Brewer wrote to various city agencies last month, pressuring them to regulate new businesses, which take advantage of the fact that being a new type of business, they are not mentioned in zoning and licensing regulations.
AGAINST “LIFETIME” BUSINESSES
The arrival of applications has been “like stealing a market that we have served our entire lives,” said Marte.
The winemakers assure that the impact will be “strong” because sales will be lost and there will be wineries that will not be able to survive the loss of customers and the payment of rents of no less than $ 4,000 per month, plus electricity, taxes, insurance and salaries. .
“We need licenses to buy and sell and maybe they can do it with a single license, and they don’t need many employees.”
“We wineries were already suffering the impact of the arrival of department stores like Costco and BJ’S, and now also with the applications that have arrived and are reaching our neighborhoods,” Rodríguez also commented.
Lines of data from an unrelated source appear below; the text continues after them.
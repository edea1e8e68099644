//! Error types for the reversi engine.

use thiserror::Error;

/// Everything the engine can reject.
#[derive(Error, Debug, Clone, PartialEq, Eq)]
pub enum ReversiError {
    /// A caller passed a value outside the operation's domain.
    #[error("invalid argument: {message}")]
    InvalidArgument { message: String },

    /// The move is not allowed in the current position. State is untouched.
    #[error("illegal move: {message}")]
    IllegalMove { message: String },

    /// The input collaborator broke its single-selection contract.
    #[error("invalid state: {message}")]
    InvalidState { message: String },
}

impl ReversiError {
    pub(crate) fn invalid_argument(message: impl Into<String>) -> Self {
        ReversiError::InvalidArgument {
            message: message.into(),
        }
    }

    pub(crate) fn illegal_move(message: impl Into<String>) -> Self {
        ReversiError::IllegalMove {
            message: message.into(),
        }
    }

    pub(crate) fn invalid_state(message: impl Into<String>) -> Self {
        ReversiError::InvalidState {
            message: message.into(),
        }
    }
}

pub type Result<T> = std::result::Result<T, ReversiError>;
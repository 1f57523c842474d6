//! Descriptor generation for queued operations.

use crate::device::DeviceCore;
use crate::error::{BatchError, Result};
use crate::output::OperationKind;
use crate::sandbox::DeviceSandbox;
use fwbatch_protocol::OperationDescriptor;
use futures::future::BoxFuture;
use futures::FutureExt;
use std::sync::Arc;

/// A descriptor that may still be generating.
pub(crate) type DescriptorFuture = BoxFuture<'static, Result<OperationDescriptor>>;

/// Full argument list of a `--generate` invocation for `core`.
pub fn generate_arguments(core: DeviceCore, args: &[String]) -> Vec<String> {
    let mut full = Vec::with_capacity(args.len() + 3);
    full.push("--generate".to_string());
    full.push("--core".to_string());
    full.push(core.as_str().to_string());
    full.extend_from_slice(args);
    full
}

/// Ask the sandbox for the descriptor of operation `operation_id`.
///
/// The returned future is lazy; it is polled when the batch joins all
/// descriptors. A failure is tagged with the operation's position and command.
pub(crate) fn build_descriptor(
    sandbox: Arc<dyn DeviceSandbox>,
    operation_id: usize,
    kind: OperationKind,
    core: DeviceCore,
    args: Vec<String>,
) -> DescriptorFuture {
    async move {
        let command = kind.command();
        tracing::debug!(operation_id, command, core = %core, "Generating descriptor");
        sandbox
            .generate_descriptor(command, core, &args)
            .await
            .map_err(|source| {
                tracing::warn!(operation_id, command, error = %source, "Descriptor generation failed");
                BatchError::Build {
                    operation_id,
                    command,
                    source,
                }
            })
    }
    .boxed()
}

/// A build that has already failed, e.g. because staging failed.
pub(crate) fn failed_descriptor(error: BatchError) -> DescriptorFuture {
    futures::future::ready(Err(error)).boxed()
}
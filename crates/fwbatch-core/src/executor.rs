//! Correlation of the sandbox event stream with queued operations.
//!
//! The sandbox reports events in operation order without saying which
//! operation they belong to. The [`Dispatcher`] keeps two counters, the
//! operation that began last ("current") and the one that ended last, and
//! routes every event to the current operation's handler.

use crate::callbacks::OperationHandler;
use crate::error::{BatchError, Result, TaskFailure};
use crate::output::OperationOutput;
use fwbatch_protocol::{SandboxEvent, TaskBegin, TaskEnd};
use std::fmt;

/// Lifecycle of one operation.
#[derive(Debug, Clone, Copy, PartialEq, Eq)]
pub enum OperationState {
    /// Enqueued, the batch has not been run yet.
    Queued,
    /// Descriptor build in progress.
    DescriptorPending,
    /// Descriptor available, waiting for execution.
    Ready,
    /// Task began in the sandbox.
    Running,
    /// Task ended successfully.
    Completed,
    /// Task ended with a failure or was aborted.
    Failed,
}

impl OperationState {
    /// Check if this is a terminal state.
    pub fn is_terminal(&self) -> bool {
        matches!(self, Self::Completed | Self::Failed)
    }
}

impl fmt::Display for OperationState {
    fn fmt(&self, f: &mut fmt::Formatter<'_>) -> fmt::Result {
        match self {
            Self::Queued => write!(f, "Queued"),
            Self::DescriptorPending => write!(f, "DescriptorPending"),
            Self::Ready => write!(f, "Ready"),
            Self::Running => write!(f, "Running"),
            Self::Completed => write!(f, "Completed"),
            Self::Failed => write!(f, "Failed"),
        }
    }
}

/// Observer of operation state transitions, keyed by operation index.
pub(crate) type StateObserver = Box<dyn FnMut(usize, OperationState) + Send>;

/// Callback fired when a run of consecutive operations has ended.
pub(crate) type CollectFn = Box<dyn FnMut(&[TaskEnd<OperationOutput>]) + Send>;

/// A `collect` registration.
pub(crate) struct CollectionRequest {
    /// Index of the operation whose task end triggers the callback.
    pub operation_index: usize,
    /// Number of trailing results handed to the callback.
    pub count: usize,
    pub callback: CollectFn,
}

struct Slot {
    handler: Box<dyn OperationHandler>,
    state: OperationState,
}

/// Event dispatch state of a single run.
pub(crate) struct Dispatcher {
    slots: Vec<Slot>,
    collections: Vec<CollectionRequest>,
    results: Vec<TaskEnd<OperationOutput>>,
    current: Option<usize>,
    last_completed: Option<usize>,
    verify_operation_ids: bool,
    observer: Option<StateObserver>,
}

impl Dispatcher {
    /// Create a dispatcher for operations whose descriptors are all ready.
    pub(crate) fn new(
        handlers: Vec<Box<dyn OperationHandler>>,
        collections: Vec<CollectionRequest>,
        verify_operation_ids: bool,
    ) -> Self {
        let slots = handlers
            .into_iter()
            .map(|handler| Slot {
                handler,
                state: OperationState::Ready,
            })
            .collect();
        Self {
            slots,
            collections,
            results: Vec::new(),
            current: None,
            last_completed: None,
            verify_operation_ids,
            observer: None,
        }
    }

    /// Report every later state transition to `observer`.
    pub(crate) fn with_observer(mut self, observer: Option<StateObserver>) -> Self {
        self.observer = observer;
        self
    }

    fn transition(&mut self, index: usize, state: OperationState) {
        if let Some(slot) = self.slots.get_mut(index) {
            slot.state = state;
            if let Some(observe) = self.observer.as_mut() {
                observe(index, state);
            }
        }
    }

    /// Route one event to the current operation.
    ///
    /// # Errors
    ///
    /// Returns [`BatchError::OutOfOrder`] if id verification is enabled and a
    /// task-begin names a different operation than the tracked one.
    pub(crate) fn dispatch(&mut self, event: SandboxEvent) -> Result<()> {
        match event {
            SandboxEvent::Progress { progress, task } => {
                let (Some(task), Some(index)) = (task, self.current) else {
                    return Ok(());
                };
                if let Some(slot) = self.slots.get_mut(index) {
                    slot.handler.progress(&progress, &task);
                }
                Ok(())
            }
            SandboxEvent::TaskBegin(begin) => self.task_begin(begin),
            SandboxEvent::TaskEnd(end) => {
                self.task_end(end);
                Ok(())
            }
        }
    }

    fn task_begin(&mut self, begin: TaskBegin) -> Result<()> {
        let index = self.current.map_or(0, |i| i + 1);
        if index >= self.slots.len() {
            tracing::warn!(index, task_id = %begin.task.id, "Task begin beyond last operation, ignoring");
            return Ok(());
        }
        self.current = Some(index);
        self.transition(index, OperationState::Running);

        if let Some(id) = begin.operation_id.as_deref() {
            if id != index.to_string() {
                if self.verify_operation_ids {
                    return Err(BatchError::OutOfOrder {
                        expected: index,
                        actual: id.to_string(),
                    });
                }
                tracing::warn!(expected = index, actual = %id, "Task event operation id mismatch");
            }
        }

        if let Some(slot) = self.slots.get_mut(index) {
            tracing::debug!(
                operation_id = index,
                command = slot.handler.kind().command(),
                task_id = %begin.task.id,
                "Operation started"
            );
            slot.handler.task_begin(&begin);
        }
        Ok(())
    }

    fn task_end(&mut self, end: TaskEnd) {
        let Some(index) = self.current else {
            tracing::warn!(task_id = %end.task.id, "Task end before any task begin, ignoring");
            return;
        };
        if self.last_completed == Some(index) {
            tracing::warn!(operation_id = index, "Duplicate task end, ignoring");
            return;
        }
        let Some(slot) = self.slots.get_mut(index) else {
            return;
        };

        let record = slot.handler.task_end(end);
        tracing::debug!(
            operation_id = index,
            command = slot.handler.kind().command(),
            result = %record.result,
            "Operation ended"
        );
        let state = if record.is_success() {
            OperationState::Completed
        } else {
            OperationState::Failed
        };
        self.transition(index, state);
        self.results.push(record);

        for request in self
            .collections
            .iter_mut()
            .filter(|r| r.operation_index == index)
        {
            let start = self.results.len().saturating_sub(request.count);
            (request.callback)(&self.results[start..]);
        }

        self.last_completed = Some(index);
    }

    /// The operation that began but has not ended yet, if any.
    pub(crate) fn in_flight(&self) -> Option<usize> {
        match self.current {
            Some(index) if self.current != self.last_completed => Some(index),
            _ => None,
        }
    }

    /// Notify the in-flight operation, if any, that the run failed.
    pub(crate) fn fail_in_flight(&mut self, error: &BatchError) {
        if let Some(index) = self.in_flight() {
            tracing::debug!(operation_id = index, error = %error, "Aborting in-flight operation");
            self.fail(index, error);
        }
    }

    fn fail(&mut self, index: usize, error: &BatchError) {
        let Some(terminal) = self.slots.get(index).map(|s| s.state.is_terminal()) else {
            return;
        };
        if !terminal {
            self.transition(index, OperationState::Failed);
        }
        if let Some(slot) = self.slots.get_mut(index) {
            slot.handler.exception(error);
        }
    }

    /// State of the operation at `index`.
    #[cfg(test)]
    pub(crate) fn state(&self, index: usize) -> Option<OperationState> {
        self.slots.get(index).map(|s| s.state)
    }

    /// Settle a run whose sandbox call returned successfully.
    ///
    /// Any failed task turns into an aggregate [`BatchError::TaskFailures`],
    /// delivered to the current operation before it is returned.
    pub(crate) fn finish(mut self) -> Result<Vec<OperationOutput>> {
        let failures: Vec<TaskFailure> = self
            .results
            .iter()
            .enumerate()
            .filter(|(_, end)| !end.is_success())
            .map(|(position, end)| TaskFailure {
                operation_id: position,
                command: self.slots[position].handler.kind().command(),
                code: end.error.as_ref().map(|e| e.code),
                message: end.message.clone(),
            })
            .collect();

        if !failures.is_empty() {
            let error = BatchError::TaskFailures(failures);
            if let Some(index) = self.current {
                self.fail(index, &error);
            }
            return Err(error);
        }

        if self.results.len() < self.slots.len() {
            let error = BatchError::Incomplete {
                expected: self.slots.len(),
                completed: self.results.len(),
            };
            self.fail_in_flight(&error);
            return Err(error);
        }

        Ok(self.results.into_iter().filter_map(|end| end.data).collect())
    }
}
“We know that technology is what attracts everyone’s attention and that we have to get on that wave. I see that the Government has paid attention and given money to large companies but they have forgotten that those of us who have saved the neighborhoods they we provide service, we employ many people, we are in direct contact with the community, we feel with them and we do not want the wineries to disappear, “he said.
Last year, in the midst of the pandemic, the Dominican José Bello created the mybodega.online application in collaboration with the Association of Bodegueros y Pequeños Negocios so that customers of these businesses could make their purchase online.
With the entry of the apps, Latino winemaker organizations and the Yemeni American Merchants Association have launched the “Winemakers with Technology” campaign to raise $ 37,000 to fund mybodega.online, in an attempt to catch up with technology.
“You don’t have to compete, you can collaborate and our company is open to collaborating with these warehouses as long as they want to help the warehouses,” Bello told Efe.